Could you output each line of the data that follows exactly?

=== MATERIAL SHOWN ===

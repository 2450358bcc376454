use crate::diagnostics::FailureReport;
use crate::loader::ResultDocument;
use crate::model::{ResultKind, TestCounts, TestNode, TestResultsSummary, format_pass_rate};
use crate::resolve::{MatchType, walk};
use crate::timeline::{SectionContent, TimelineReport, TimelineSection};
use chrono::{DateTime, Utc};
use serde::Serialize;
use std::path::PathBuf;

/// Run-level header shown above listings.
#[derive(Debug, Clone, Serialize)]
pub struct RunSummary {
    pub title: String,
    pub result: String,
    pub counts: TestCounts,
    pub skipped: u64,
    pub expected_failures: u64,
    pub pass_rate: String,
    #[serde(skip_serializing_if = "Option::is_none")]
    pub duration_secs: Option<f64>,
    #[serde(skip_serializing_if = "Option::is_none")]
    pub environment: Option<String>,
}

impl RunSummary {
    /// Header for a document. Counts come from the tree so they always agree
    /// with the listing below them.
    #[must_use]
    pub fn new(summary: &TestResultsSummary, counts: TestCounts) -> Self {
        Self {
            title: summary.title.clone(),
            result: summary.result.clone(),
            counts,
            skipped: summary.skipped_tests,
            expected_failures: summary.expected_failures,
            pass_rate: format_pass_rate(&counts),
            duration_secs: summary.duration_secs(),
            environment: summary.environment_description.clone(),
        }
    }
}

/// One row of the tree listing.
#[derive(Debug, Clone, Serialize)]
pub struct ListingEntry {
    pub depth: usize,
    /// 1-based test-case index, reusable as a selector.
    #[serde(skip_serializing_if = "Option::is_none")]
    pub index: Option<usize>,
    pub name: String,
    pub node_type: String,
    #[serde(skip_serializing_if = "Option::is_none")]
    pub identifier: Option<String>,
    pub result: ResultKind,
    #[serde(skip_serializing_if = "Option::is_none")]
    pub duration: Option<String>,
    /// Roll-up for grouping nodes.
    #[serde(skip_serializing_if = "Option::is_none")]
    pub counts: Option<TestCounts>,
}

/// Whole-tree listing view.
#[derive(Debug, Clone, Serialize)]
pub struct TreeListing {
    pub summary: RunSummary,
    pub entries: Vec<ListingEntry>,
}

impl TreeListing {
    /// Build the listing in resolver order. Diagnostic sub-nodes under a test
    /// case are omitted, but nested test cases are kept so every index the
    /// resolver accepts appears in the listing.
    #[must_use]
    pub fn build(document: &ResultDocument) -> Self {
        let roots = &document.tests.test_nodes;
        let mut entries = Vec::new();
        let mut case_depth: Option<usize> = None;

        for entry in walk(roots) {
            if let Some(depth) = case_depth {
                if entry.depth <= depth {
                    case_depth = None;
                } else if entry.index.is_none() {
                    continue;
                }
            }
            let node = entry.node;
            if node.is_test_case() && case_depth.is_none() {
                case_depth = Some(entry.depth);
            }
            entries.push(ListingEntry {
                depth: entry.depth,
                index: entry.index,
                name: node.name.clone(),
                node_type: node.node_type.as_str().to_string(),
                identifier: node.node_identifier.clone(),
                result: node.result_kind(),
                duration: node_duration(node),
                counts: (!node.is_test_case()).then(|| node.aggregate()),
            });
        }

        Self {
            summary: RunSummary::new(&document.summary, document.tests.counts()),
            entries,
        }
    }
}

/// Display duration: the document's own string, else derived from seconds.
#[must_use]
pub fn node_duration(node: &TestNode) -> Option<String> {
    node.duration
        .clone()
        .or_else(|| node.duration_in_seconds.map(super::format_duration))
}

/// Failure text plus its analysis.
#[derive(Debug, Clone, Serialize)]
pub struct FailureView {
    pub text: String,
    #[serde(skip_serializing_if = "Option::is_none")]
    pub target: Option<String>,
    #[serde(flatten)]
    pub report: FailureReport,
}

/// Single-node view.
#[derive(Debug, Clone, Serialize)]
pub struct NodeDetails {
    pub name: String,
    pub node_type: String,
    #[serde(skip_serializing_if = "Option::is_none")]
    pub identifier: Option<String>,
    pub matched_by: MatchType,
    pub result: ResultKind,
    #[serde(skip_serializing_if = "Option::is_none")]
    pub raw_result: Option<String>,
    #[serde(skip_serializing_if = "Option::is_none")]
    pub duration: Option<String>,
    pub counts: TestCounts,
    #[serde(skip_serializing_if = "Vec::is_empty")]
    pub tags: Vec<String>,
    #[serde(skip_serializing_if = "Option::is_none")]
    pub details: Option<String>,
    #[serde(skip_serializing_if = "Vec::is_empty")]
    pub failures: Vec<FailureView>,
    #[serde(skip_serializing_if = "Option::is_none")]
    pub timeline: Option<Vec<TimelineSectionView>>,
}

impl NodeDetails {
    #[must_use]
    pub fn new(node: &TestNode, matched_by: MatchType) -> Self {
        Self {
            name: node.name.clone(),
            node_type: node.node_type.as_str().to_string(),
            identifier: node.node_identifier.clone(),
            matched_by,
            result: node.result_kind(),
            raw_result: node.result.clone(),
            duration: node_duration(node),
            counts: node.aggregate(),
            tags: node.tags.clone(),
            details: node.details.clone(),
            failures: Vec::new(),
            timeline: None,
        }
    }
}

/// One timeline section in serializable form.
#[derive(Debug, Clone, PartialEq, Eq, Serialize)]
pub struct TimelineSectionView {
    pub title: String,
    /// `ok`, `empty` or `timed_out`.
    pub status: &'static str,
    pub lines: Vec<String>,
}

impl From<&TimelineSection> for TimelineSectionView {
    fn from(section: &TimelineSection) -> Self {
        let (status, lines) = match &section.content {
            SectionContent::Lines(lines) => ("ok", lines.clone()),
            SectionContent::Empty => ("empty", Vec::new()),
            SectionContent::TimedOut => ("timed_out", Vec::new()),
        };
        Self {
            title: section.kind.title().to_string(),
            status,
            lines,
        }
    }
}

impl TimelineSectionView {
    #[must_use]
    pub fn from_report(report: &TimelineReport) -> Vec<Self> {
        report.sections.iter().map(Self::from).collect()
    }
}

/// A discovered result bundle.
#[derive(Debug, Clone, PartialEq, Eq, Serialize)]
pub struct BundleEntry {
    pub path: PathBuf,
    pub size_bytes: u64,
    pub modified: DateTime<Utc>,
}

===

### [SOLVED PROBLEM]
repository 2450358bcc376454
use crate::diagnostics::FailureReport;
use crate::loader::ResultDocument;
use crate::model::{ResultKind, TestCounts, TestNode, TestResultsSummary, format_pass_rate};
use crate::resolve::{MatchType, walk};
use crate::timeline::{SectionContent, TimelineReport, TimelineSection};
use chrono::{DateTime, Utc};
use serde::Serialize;
use std::path::PathBuf;

/// Run-level header shown above listings.
#[derive(Debug, Clone, Serialize)]
pub struct RunSummary {
    pub title: String,
    pub result: String,
    pub counts: TestCounts,
    pub skipped: u64,
    pub expected_failures: u64,
    pub pass_rate: String,
    #[serde(skip_serializing_if = "Option::is_none")]
    pub duration_secs: Option<f64>,
    #[serde(skip_serializing_if = "Option::is_none")]
    pub environment: Option<String>,
}

impl RunSummary {
    /// Header for a document. Counts come from the tree so they always agree
    /// with the listing below them.
    #[must_use]
    pub fn new(summary: &TestResultsSummary, counts: TestCounts) -> Self {
        Self {
            title: summary.title.clone(),
            result: summary.result.clone(),
            counts,
            skipped: summary.skipped_tests,
            expected_failures: summary.expected_failures,
            pass_rate: format_pass_rate(&counts),
            duration_secs: summary.duration_secs(),
            environment: summary.environment_description.clone(),
        }
    }
}

/// One row of the tree listing.
#[derive(Debug, Clone, Serialize)]
pub struct ListingEntry {
    pub depth: usize,
    /// 1-based test-case index, reusable as a selector.
    #[serde(skip_serializing_if = "Option::is_none")]
    pub index: Option<usize>,
    pub name: String,
    pub node_type: String,
    #[serde(skip_serializing_if = "Option::is_none")]
    pub identifier: Option<String>,
    pub result: ResultKind,
    #[serde(skip_serializing_if = "Option::is_none")]
    pub duration: Option<String>,
    /// Roll-up for grouping nodes.
    #[serde(skip_serializing_if = "Option::is_none")]
    pub counts: Option<TestCounts>,
}

/// Whole-tree listing view.
#[derive(Debug, Clone, Serialize)]
pub struct TreeListing {
    pub summary: RunSummary,
    pub entries: Vec<ListingEntry>,
}

impl TreeListing {
    /// Build the listing in resolver order. Diagnostic sub-nodes under a test
    /// case are omitted, but nested test cases are kept so every index the
    /// resolver accepts appears in the listing.
    #[must_use]
    pub fn build(document: &ResultDocument) -> Self {
        let roots = &document.tests.test_nodes;
        let mut entries = Vec::new();
        let mut case_depth: Option<usize> = None;

        for entry in walk(roots) {
            if let Some(depth) = case_depth {
                if entry.depth <= depth {
                    case_depth = None;
                } else if entry.index.is_none() {
                    continue;
                }
            }
            let node = entry.node;
            if node.is_test_case() && case_depth.is_none() {
                case_depth = Some(entry.depth);
            }
            entries.push(ListingEntry {
                depth: entry.depth,
                index: entry.index,
                name: node.name.clone(),
                node_type: node.node_type.as_str().to_string(),
                identifier: node.node_identifier.clone(),
                result: node.result_kind(),
                duration: node_duration(node),
                counts: (!node.is_test_case()).then(|| node.aggregate()),
            });
        }

        Self {
            summary: RunSummary::new(&document.summary, document.tests.counts()),
            entries,
        }
    }
}

/// Display duration: the document's own string, else derived from seconds.
#[must_use]
pub fn node_duration(node: &TestNode) -> Option<String> {
    node.duration
        .clone()
        .or_else(|| node.duration_in_seconds.map(super::format_duration))
}

/// Failure text plus its analysis.
#[derive(Debug, Clone, Serialize)]
pub struct FailureView {
    pub text: String,
    #[serde(skip_serializing_if = "Option::is_none")]
    pub target: Option<String>,
    #[serde(flatten)]
    pub report: FailureReport,
}

/// Single-node view.
#[derive(Debug, Clone, Serialize)]
pub struct NodeDetails {
    pub name: String,
    pub node_type: String,
    #[serde(skip_serializing_if = "Option::is_none")]
    pub identifier: Option<String>,
    pub matched_by: MatchType,
    pub result: ResultKind,
    #[serde(skip_serializing_if = "Option::is_none")]
    pub raw_result: Option<String>,
    #[serde(skip_serializing_if = "Option::is_none")]
    pub duration: Option<String>,
    pub counts: TestCounts,
    #[serde(skip_serializing_if = "Vec::is_empty")]
    pub tags: Vec<String>,
    #[serde(skip_serializing_if = "Option::is_none")]
    pub details: Option<String>,
    #[serde(skip_serializing_if = "Vec::is_empty")]
    pub failures: Vec<FailureView>,
    #[serde(skip_serializing_if = "Option::is_none")]
    pub timeline: Option<Vec<TimelineSectionView>>,
}

impl NodeDetails {
    #[must_use]
    pub fn new(node: &TestNode, matched_by: MatchType) -> Self {
        Self {
            name: node.name.clone(),
            node_type: node.node_type.as_str().to_string(),
            identifier: node.node_identifier.clone(),
            matched_by,
            result: node.result_kind(),
            raw_result: node.result.clone(),
            duration: node_duration(node),
            counts: node.aggregate(),
            tags: node.tags.clone(),
            details: node.details.clone(),
            failures: Vec::new(),
            timeline: None,
        }
    }
}

/// One timeline section in serializable form.
#[derive(Debug, Clone, PartialEq, Eq, Serialize)]
pub struct TimelineSectionView {
    pub title: String,
    /// `ok`, `empty` or `timed_out`.
    pub status: &'static str,
    pub lines: Vec<String>,
}

impl From<&TimelineSection> for TimelineSectionView {
    fn from(section: &TimelineSection) -> Self {
        let (status, lines) = match &section.content {
            SectionContent::Lines(lines) => ("ok", lines.clone()),
            SectionContent::Empty => ("empty", Vec::new()),
            SectionContent::TimedOut => ("timed_out", Vec::new()),
        };
        Self {
            title: section.kind.title().to_string(),
            status,
            lines,
        }
    }
}

impl TimelineSectionView {
    #[must_use]
    pub fn from_report(report: &TimelineReport) -> Vec<Self> {
        report.sections.iter().map(Self::from).collect()
    }
}

/// A discovered result bundle.
#[derive(Debug, Clone, PartialEq, Eq, Serialize)]
pub struct BundleEntry {
    pub path: PathBuf,
    pub size_bytes: u64,
    pub modified: DateTime<Utc>,
}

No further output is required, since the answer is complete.